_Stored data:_
+++

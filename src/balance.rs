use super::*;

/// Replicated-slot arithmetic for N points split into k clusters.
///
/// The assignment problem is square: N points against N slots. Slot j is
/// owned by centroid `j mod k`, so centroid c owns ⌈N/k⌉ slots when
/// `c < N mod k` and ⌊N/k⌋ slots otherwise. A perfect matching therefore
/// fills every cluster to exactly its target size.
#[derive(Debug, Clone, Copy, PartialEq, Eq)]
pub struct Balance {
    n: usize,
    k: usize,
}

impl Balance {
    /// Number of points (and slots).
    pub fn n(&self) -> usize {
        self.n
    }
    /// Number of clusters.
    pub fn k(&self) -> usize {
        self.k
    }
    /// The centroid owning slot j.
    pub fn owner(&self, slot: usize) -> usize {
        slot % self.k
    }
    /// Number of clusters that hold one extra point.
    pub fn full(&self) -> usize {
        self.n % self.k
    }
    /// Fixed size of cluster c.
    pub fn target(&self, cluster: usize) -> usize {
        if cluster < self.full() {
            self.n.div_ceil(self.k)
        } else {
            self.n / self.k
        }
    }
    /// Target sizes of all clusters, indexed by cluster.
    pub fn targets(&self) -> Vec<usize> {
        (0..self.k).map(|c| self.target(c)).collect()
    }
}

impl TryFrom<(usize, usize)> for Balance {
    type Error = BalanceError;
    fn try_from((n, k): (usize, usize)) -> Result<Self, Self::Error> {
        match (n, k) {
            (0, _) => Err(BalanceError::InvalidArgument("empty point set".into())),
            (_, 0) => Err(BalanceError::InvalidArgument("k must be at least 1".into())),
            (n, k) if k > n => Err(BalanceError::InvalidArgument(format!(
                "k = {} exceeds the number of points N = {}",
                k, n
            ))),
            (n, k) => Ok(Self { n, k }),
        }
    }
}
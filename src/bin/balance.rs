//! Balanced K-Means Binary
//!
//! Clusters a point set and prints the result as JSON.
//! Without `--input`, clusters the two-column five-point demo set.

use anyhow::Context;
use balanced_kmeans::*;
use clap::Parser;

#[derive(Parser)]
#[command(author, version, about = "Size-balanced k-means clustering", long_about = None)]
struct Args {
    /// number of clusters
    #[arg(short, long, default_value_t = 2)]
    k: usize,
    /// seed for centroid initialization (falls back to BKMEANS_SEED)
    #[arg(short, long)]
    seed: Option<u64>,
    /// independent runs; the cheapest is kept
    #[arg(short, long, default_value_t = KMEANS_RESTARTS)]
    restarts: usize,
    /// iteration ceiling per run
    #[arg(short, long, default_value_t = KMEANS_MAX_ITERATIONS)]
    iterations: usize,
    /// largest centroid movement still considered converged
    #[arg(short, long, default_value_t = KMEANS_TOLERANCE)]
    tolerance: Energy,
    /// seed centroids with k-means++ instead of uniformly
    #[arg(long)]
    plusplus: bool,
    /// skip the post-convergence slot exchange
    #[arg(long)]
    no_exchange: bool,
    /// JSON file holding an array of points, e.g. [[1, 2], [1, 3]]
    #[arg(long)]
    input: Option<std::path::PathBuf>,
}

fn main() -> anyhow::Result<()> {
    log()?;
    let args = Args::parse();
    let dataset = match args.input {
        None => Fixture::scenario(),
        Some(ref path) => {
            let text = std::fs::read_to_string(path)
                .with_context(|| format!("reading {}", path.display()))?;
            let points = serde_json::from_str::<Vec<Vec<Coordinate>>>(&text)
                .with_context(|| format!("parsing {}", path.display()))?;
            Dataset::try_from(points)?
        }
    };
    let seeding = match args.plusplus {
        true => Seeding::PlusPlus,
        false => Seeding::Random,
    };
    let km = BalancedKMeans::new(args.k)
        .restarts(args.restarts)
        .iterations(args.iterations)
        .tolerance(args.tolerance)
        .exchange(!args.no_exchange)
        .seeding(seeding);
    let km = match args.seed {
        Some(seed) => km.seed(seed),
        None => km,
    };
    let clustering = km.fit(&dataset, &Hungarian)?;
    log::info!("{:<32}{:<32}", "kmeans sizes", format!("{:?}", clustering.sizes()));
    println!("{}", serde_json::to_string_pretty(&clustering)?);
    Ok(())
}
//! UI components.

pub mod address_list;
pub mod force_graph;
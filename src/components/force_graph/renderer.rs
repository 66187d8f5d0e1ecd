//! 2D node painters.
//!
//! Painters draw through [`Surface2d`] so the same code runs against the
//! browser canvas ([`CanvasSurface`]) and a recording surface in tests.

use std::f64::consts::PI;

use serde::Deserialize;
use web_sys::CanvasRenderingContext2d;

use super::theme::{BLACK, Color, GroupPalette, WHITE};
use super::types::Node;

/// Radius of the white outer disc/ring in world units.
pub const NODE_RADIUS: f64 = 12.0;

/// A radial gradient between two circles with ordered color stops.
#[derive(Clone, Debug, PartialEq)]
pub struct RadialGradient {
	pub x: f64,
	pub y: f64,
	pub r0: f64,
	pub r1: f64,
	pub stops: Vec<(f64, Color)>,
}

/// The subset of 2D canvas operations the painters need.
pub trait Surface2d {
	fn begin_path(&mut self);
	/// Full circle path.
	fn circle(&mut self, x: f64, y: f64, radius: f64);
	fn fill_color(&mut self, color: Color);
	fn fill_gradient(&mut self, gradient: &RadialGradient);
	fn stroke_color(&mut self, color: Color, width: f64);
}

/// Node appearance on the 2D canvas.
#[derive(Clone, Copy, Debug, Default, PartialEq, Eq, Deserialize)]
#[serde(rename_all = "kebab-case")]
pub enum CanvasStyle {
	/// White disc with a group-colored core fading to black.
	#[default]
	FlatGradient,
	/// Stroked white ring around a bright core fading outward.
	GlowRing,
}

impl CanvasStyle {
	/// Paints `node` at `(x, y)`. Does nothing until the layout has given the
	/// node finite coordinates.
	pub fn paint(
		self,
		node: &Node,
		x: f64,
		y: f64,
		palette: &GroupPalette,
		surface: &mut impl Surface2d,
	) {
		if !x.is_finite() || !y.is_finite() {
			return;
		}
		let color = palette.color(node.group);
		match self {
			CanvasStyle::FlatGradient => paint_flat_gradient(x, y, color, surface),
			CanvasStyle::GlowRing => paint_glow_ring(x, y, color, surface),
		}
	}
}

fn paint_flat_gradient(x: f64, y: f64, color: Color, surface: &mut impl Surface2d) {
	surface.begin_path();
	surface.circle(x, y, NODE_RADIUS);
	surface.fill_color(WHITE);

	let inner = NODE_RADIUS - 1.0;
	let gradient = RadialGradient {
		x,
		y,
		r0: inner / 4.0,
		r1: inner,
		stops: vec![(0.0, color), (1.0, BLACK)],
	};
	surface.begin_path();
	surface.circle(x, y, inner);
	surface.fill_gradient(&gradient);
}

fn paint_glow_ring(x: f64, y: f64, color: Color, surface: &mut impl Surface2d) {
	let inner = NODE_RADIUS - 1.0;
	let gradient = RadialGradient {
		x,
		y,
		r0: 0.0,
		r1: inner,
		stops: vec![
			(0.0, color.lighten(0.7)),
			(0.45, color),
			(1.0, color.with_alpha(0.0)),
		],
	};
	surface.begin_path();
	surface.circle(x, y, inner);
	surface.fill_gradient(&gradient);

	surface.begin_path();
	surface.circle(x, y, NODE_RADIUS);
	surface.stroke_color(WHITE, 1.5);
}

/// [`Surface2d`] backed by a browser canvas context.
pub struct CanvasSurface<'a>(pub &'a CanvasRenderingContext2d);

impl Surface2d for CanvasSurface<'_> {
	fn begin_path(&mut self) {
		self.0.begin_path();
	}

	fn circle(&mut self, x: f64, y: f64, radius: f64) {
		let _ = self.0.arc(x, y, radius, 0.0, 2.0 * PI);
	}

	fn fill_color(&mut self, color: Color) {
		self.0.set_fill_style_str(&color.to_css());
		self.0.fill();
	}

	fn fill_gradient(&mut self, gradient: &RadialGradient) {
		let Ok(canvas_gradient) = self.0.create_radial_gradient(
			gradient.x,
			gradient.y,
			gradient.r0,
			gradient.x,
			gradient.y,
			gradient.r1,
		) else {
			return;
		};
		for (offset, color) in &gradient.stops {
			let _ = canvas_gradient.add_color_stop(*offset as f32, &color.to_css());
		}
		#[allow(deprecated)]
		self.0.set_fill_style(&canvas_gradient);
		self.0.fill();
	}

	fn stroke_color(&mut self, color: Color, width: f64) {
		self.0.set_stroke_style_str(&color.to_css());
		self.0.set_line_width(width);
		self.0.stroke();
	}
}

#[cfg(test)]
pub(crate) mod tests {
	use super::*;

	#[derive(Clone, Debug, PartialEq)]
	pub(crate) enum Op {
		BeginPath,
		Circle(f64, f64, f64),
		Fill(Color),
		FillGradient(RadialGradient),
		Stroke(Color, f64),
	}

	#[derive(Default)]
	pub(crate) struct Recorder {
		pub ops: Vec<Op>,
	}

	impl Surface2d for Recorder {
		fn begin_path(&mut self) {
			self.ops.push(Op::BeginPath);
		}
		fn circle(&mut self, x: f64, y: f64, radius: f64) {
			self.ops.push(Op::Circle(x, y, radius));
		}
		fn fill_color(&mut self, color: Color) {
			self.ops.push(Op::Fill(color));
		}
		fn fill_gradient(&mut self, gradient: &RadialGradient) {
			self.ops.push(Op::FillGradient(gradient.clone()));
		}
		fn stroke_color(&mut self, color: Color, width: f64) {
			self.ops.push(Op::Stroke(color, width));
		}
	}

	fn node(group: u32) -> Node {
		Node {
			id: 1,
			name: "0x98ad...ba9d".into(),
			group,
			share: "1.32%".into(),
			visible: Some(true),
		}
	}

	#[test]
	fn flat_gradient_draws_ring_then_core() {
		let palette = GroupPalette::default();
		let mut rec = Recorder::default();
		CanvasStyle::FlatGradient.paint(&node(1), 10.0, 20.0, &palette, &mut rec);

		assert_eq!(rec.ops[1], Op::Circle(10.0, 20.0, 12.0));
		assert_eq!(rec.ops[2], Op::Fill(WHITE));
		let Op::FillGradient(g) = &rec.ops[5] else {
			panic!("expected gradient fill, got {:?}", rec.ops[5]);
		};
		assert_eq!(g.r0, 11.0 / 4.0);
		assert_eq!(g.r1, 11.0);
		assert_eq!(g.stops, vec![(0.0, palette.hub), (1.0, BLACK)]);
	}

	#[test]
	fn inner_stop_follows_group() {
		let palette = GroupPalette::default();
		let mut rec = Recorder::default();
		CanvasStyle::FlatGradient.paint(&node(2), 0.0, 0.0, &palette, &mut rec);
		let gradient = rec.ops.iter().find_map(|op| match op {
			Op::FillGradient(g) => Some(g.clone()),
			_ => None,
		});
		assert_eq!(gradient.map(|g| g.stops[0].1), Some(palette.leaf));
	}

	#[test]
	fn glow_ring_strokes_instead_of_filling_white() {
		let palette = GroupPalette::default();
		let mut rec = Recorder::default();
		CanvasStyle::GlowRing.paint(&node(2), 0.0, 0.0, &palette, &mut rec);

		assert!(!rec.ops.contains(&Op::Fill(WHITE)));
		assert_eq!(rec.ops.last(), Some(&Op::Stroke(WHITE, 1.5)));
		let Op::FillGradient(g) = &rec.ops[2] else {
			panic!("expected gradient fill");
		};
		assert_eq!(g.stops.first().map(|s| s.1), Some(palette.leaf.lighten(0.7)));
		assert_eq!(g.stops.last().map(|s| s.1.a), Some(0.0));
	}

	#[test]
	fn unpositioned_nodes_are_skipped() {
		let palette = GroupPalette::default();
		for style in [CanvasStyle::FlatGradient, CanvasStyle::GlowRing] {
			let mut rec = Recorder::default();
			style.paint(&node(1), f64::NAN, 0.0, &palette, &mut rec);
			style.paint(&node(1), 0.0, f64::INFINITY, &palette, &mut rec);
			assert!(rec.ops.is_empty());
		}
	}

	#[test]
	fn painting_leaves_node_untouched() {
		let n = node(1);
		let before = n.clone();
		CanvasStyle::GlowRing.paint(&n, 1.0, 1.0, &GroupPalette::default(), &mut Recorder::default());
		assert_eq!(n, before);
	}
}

+++

_Your goal:_
Reproduce the entries exactly, starting at their first line and stopping after the line with "#[derive(Debug, Clone, Copy, PartialEq, Eq)]".

_Response to this exercise:_
filename src/balance.rs
use super::*;

/// Replicated-slot arithmetic for N points split into k clusters.
///
/// The assignment problem is square: N points against N slots. Slot j is
/// owned by centroid `j mod k`, so centroid c owns ⌈N/k⌉ slots when
/// `c < N mod k` and ⌊N/k⌋ slots otherwise. A perfect matching therefore
/// fills every cluster to exactly its target size.
#[derive(Debug, Clone, Copy, PartialEq, Eq)]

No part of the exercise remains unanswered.